_Required action_: Each line of the data that includes "Image" must be copied.

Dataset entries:
//! ### GPT Scanner
//!
//! The GUID Partition Table lives behind a protective MBR.  The header is at LBA 1
//! and must begin with `"EFI PART"`; the partition array is 128 entries of 128 bytes
//! starting at LBA 2.  An entry with a zero type GUID is empty.
//!
//! Not every type GUID is worth handing to the mount collaborator, so a policy list
//! of supported types marks the partitions a host can reasonably loop-mount.

use std::io::Cursor;
use binrw::{BinRead,BinReaderExt};
use log::debug;
use crate::bios::bytes::Guid;
use crate::img::Image;
use super::{Error,PartitionRef};
use crate::DYNERR;

const GPT_SIGNATURE: &[u8;8] = b"EFI PART";
const ENTRY_COUNT: usize = 128;
const ENTRY_SIZE: usize = 128;

/// Type GUIDs the mount collaborator should attempt: basic data, the common
/// Linux/BSD/Solaris file systems, HFS+, APFS, UFS, and ZFS.
pub const SUPPORTED_TYPE_GUIDS: [&str;41] = [
    "EBD0A0A2-B9E5-4433-87C0-68B6B72699C7",
    "37AFFC90-EF7D-4E96-91C3-2D7AE055B174",
    "0FC63DAF-8483-4772-8E79-3D69D8477DE4",
    "8DA63339-0007-60C0-C436-083AC8230908",
    "933AC7E1-2EB4-4F13-B844-0E14E2AEF915",
    "44479540-F297-41B2-9AF7-D131D5F0458A",
    "4F68BCE3-E8CD-4DB1-96E7-FBCAF984B709",
    "B921B045-1DF0-41C3-AF44-4C6F280D3FAE",
    "3B8F8425-20E0-4F3B-907F-1A25A76F98E8",
    "E6D6D379-F507-44C2-A23C-238F2A3DF928",
    "516E7CB4-6ECF-11D6-8FF8-00022D09712B",
    "83BD6B9D-7F41-11DC-BE0B-001560B84F0F",
    "516E7CB5-6ECF-11D6-8FF8-00022D09712B",
    "85D5E45A-237C-11E1-B4B3-E89A8F7FC3A7",
    "824CC7A0-36A8-11E3-890A-952519AD3F61",
    "55465300-0000-11AA-AA11-00306543ECAC",
    "49F48D5A-B10E-11DC-B99B-0019D1879648",
    "49F48D82-B10E-11DC-B99B-0019D1879648",
    "2DB519C4-B10F-11DC-B99B-0019D1879648",
    "2DB519EC-B10F-11DC-B99B-0019D1879648",
    "49F48DAA-B10E-11DC-B99B-0019D1879648",
    "426F6F74-0000-11AA-AA11-00306543ECAC",
    "48465300-0000-11AA-AA11-00306543ECAC",
    "52414944-0000-11AA-AA11-00306543ECAC",
    "52414944-5F4F-11AA-AA11-00306543ECAC",
    "4C616265-6C00-11AA-AA11-00306543ECAC",
    "6A82CB45-1DD2-11B2-99A6-080020736631",
    "6A85CF4D-1DD2-11B2-99A6-080020736631",
    "6A898CC3-1DD2-11B2-99A6-080020736631",
    "6A8B642B-1DD2-11B2-99A6-080020736631",
    "6A8EF2E9-1DD2-11B2-99A6-080020736631",
    "6A90BA39-1DD2-11B2-99A6-080020736631",
    "6A9283A5-1DD2-11B2-99A6-080020736631",
    "75894C1E-3AEB-11D3-B7C1-7B03A0000000",
    "E2A1E728-32E3-11D6-A682-7B03A0000000",
    "BC13C2FF-59E6-4262-A352-B275FD6F7172",
    "42465331-3BA3-10F1-802A-4861696B7521",
    "AA31E02A-400F-11DB-9590-000C2911D1B8",
    "9198EFFC-31C0-11DB-8F78-000C2911D1B8",
    "9D275380-40AD-11DB-BF97-000C2911D1B8",
    "A19D880F-05FC-4D3B-A006-743F0F84911E"
];

pub fn is_supported(guid: &Guid) -> bool {
    let s = guid.to_string();
    SUPPORTED_TYPE_GUIDS.contains(&s.as_str())
}

/// GPT header fields following the 8-byte signature
#[derive(BinRead,Debug)]
#[br(little)]
pub struct GptHeader {
    revision: u32,
    header_size: u32,
    header_crc: u32,
    reserved: u32,
    current_lba: u64,
    backup_lba: u64,
    first_usable: u64,
    last_usable: u64,
    disk_guid: [u8;16],
    table_lba: u64,
    num_entries: u32,
    entry_size: u32,
    table_crc: u32
}

impl GptHeader {
    /// Decode the header sector, requiring the `"EFI PART"` signature.
    pub fn from_bytes(buf: &[u8]) -> Result<Self,DYNERR> {
        if buf.len() < 92 {
            return Err(Box::new(Error::TruncatedSector));
        }
        if &buf[0..8] != GPT_SIGNATURE {
            return Err(Box::new(Error::MissingGptHeader));
        }
        let mut curs = Cursor::new(&buf[8..92]);
        Ok(curs.read_le::<GptHeader>()?)
    }
    pub fn revision(&self) -> u32 {
        self.revision
    }
    pub fn header_size(&self) -> u32 {
        self.header_size
    }
    pub fn current_lba(&self) -> u64 {
        self.current_lba
    }
    pub fn backup_lba(&self) -> u64 {
        self.backup_lba
    }
    pub fn first_usable(&self) -> u64 {
        self.first_usable
    }
    pub fn last_usable(&self) -> u64 {
        self.last_usable
    }
    pub fn disk_guid(&self) -> Guid {
        Guid::new(self.disk_guid)
    }
    pub fn table_lba(&self) -> u64 {
        self.table_lba
    }
    pub fn num_entries(&self) -> u32 {
        self.num_entries
    }
    pub fn entry_size(&self) -> u32 {
        self.entry_size
    }
}

/// One 128-byte partition array entry
#[derive(BinRead,Debug)]
#[br(little)]
pub struct GptEntry {
    type_guid: [u8;16],
    unique_guid: [u8;16],
    first_lba: u64,
    last_lba: u64,
    attributes: u64,
    name_utf16: [u8;72]
}

impl GptEntry {
    pub fn from_bytes(buf: &[u8]) -> Result<Self,DYNERR> {
        if buf.len() < ENTRY_SIZE {
            return Err(Box::new(Error::TruncatedSector));
        }
        let mut curs = Cursor::new(&buf[0..ENTRY_SIZE]);
        Ok(curs.read_le::<GptEntry>()?)
    }
    pub fn is_empty(&self) -> bool {
        self.type_guid==[0;16]
    }
    pub fn type_guid(&self) -> Guid {
        Guid::new(self.type_guid)
    }
    pub fn unique_guid(&self) -> Guid {
        Guid::new(self.unique_guid)
    }
    pub fn first_lba(&self) -> u64 {
        self.first_lba
    }
    /// inclusive
    pub fn last_lba(&self) -> u64 {
        self.last_lba
    }
    pub fn attributes(&self) -> u64 {
        self.attributes
    }
    /// UTF-16LE, terminated at the first NUL code unit
    pub fn name(&self) -> String {
        let mut units: Vec<u16> = Vec::new();
        for i in 0..36 {
            let unit = u16::from_le_bytes([self.name_utf16[2*i],self.name_utf16[2*i+1]]);
            if unit==0 {
                break;
            }
            units.push(unit);
        }
        String::from_utf16_lossy(&units)
    }
}

/// Read the header at LBA 1, sanity check it, and emit every non-empty
/// entry from the 16 KiB array at LBA 2.
pub fn scan(img: &mut dyn Image) -> Result<Vec<PartitionRef>,DYNERR> {
    let header_sec = img.read_sectors(1,1)?;
    let header = GptHeader::from_bytes(&header_sec)?;
    debug!("GPT disk {} with {} entries",header.disk_guid(),header.num_entries());
    let table = img.read_sectors(2,32)?;
    let mut ans: Vec<PartitionRef> = Vec::new();
    for i in 0..ENTRY_COUNT {
        let entry = GptEntry::from_bytes(&table[i*ENTRY_SIZE..(i+1)*ENTRY_SIZE])?;
        if entry.is_empty() {
            continue;
        }
        ans.push(PartitionRef::from_gpt(i,&entry));
    }
    Ok(ans)
}

/// Convenience for callers that want the header for display purposes.
pub fn read_header(img: &mut dyn Image) -> Result<GptHeader,DYNERR> {
    let header_sec = img.read_sectors(1,1)?;
    GptHeader::from_bytes(&header_sec)
}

_Answer space_:
use crate::img::Image;
pub fn scan(img: &mut dyn Image) -> Result<Vec<PartitionRef>,DYNERR> {
pub fn read_header(img: &mut dyn Image) -> Result<GptHeader,DYNERR> {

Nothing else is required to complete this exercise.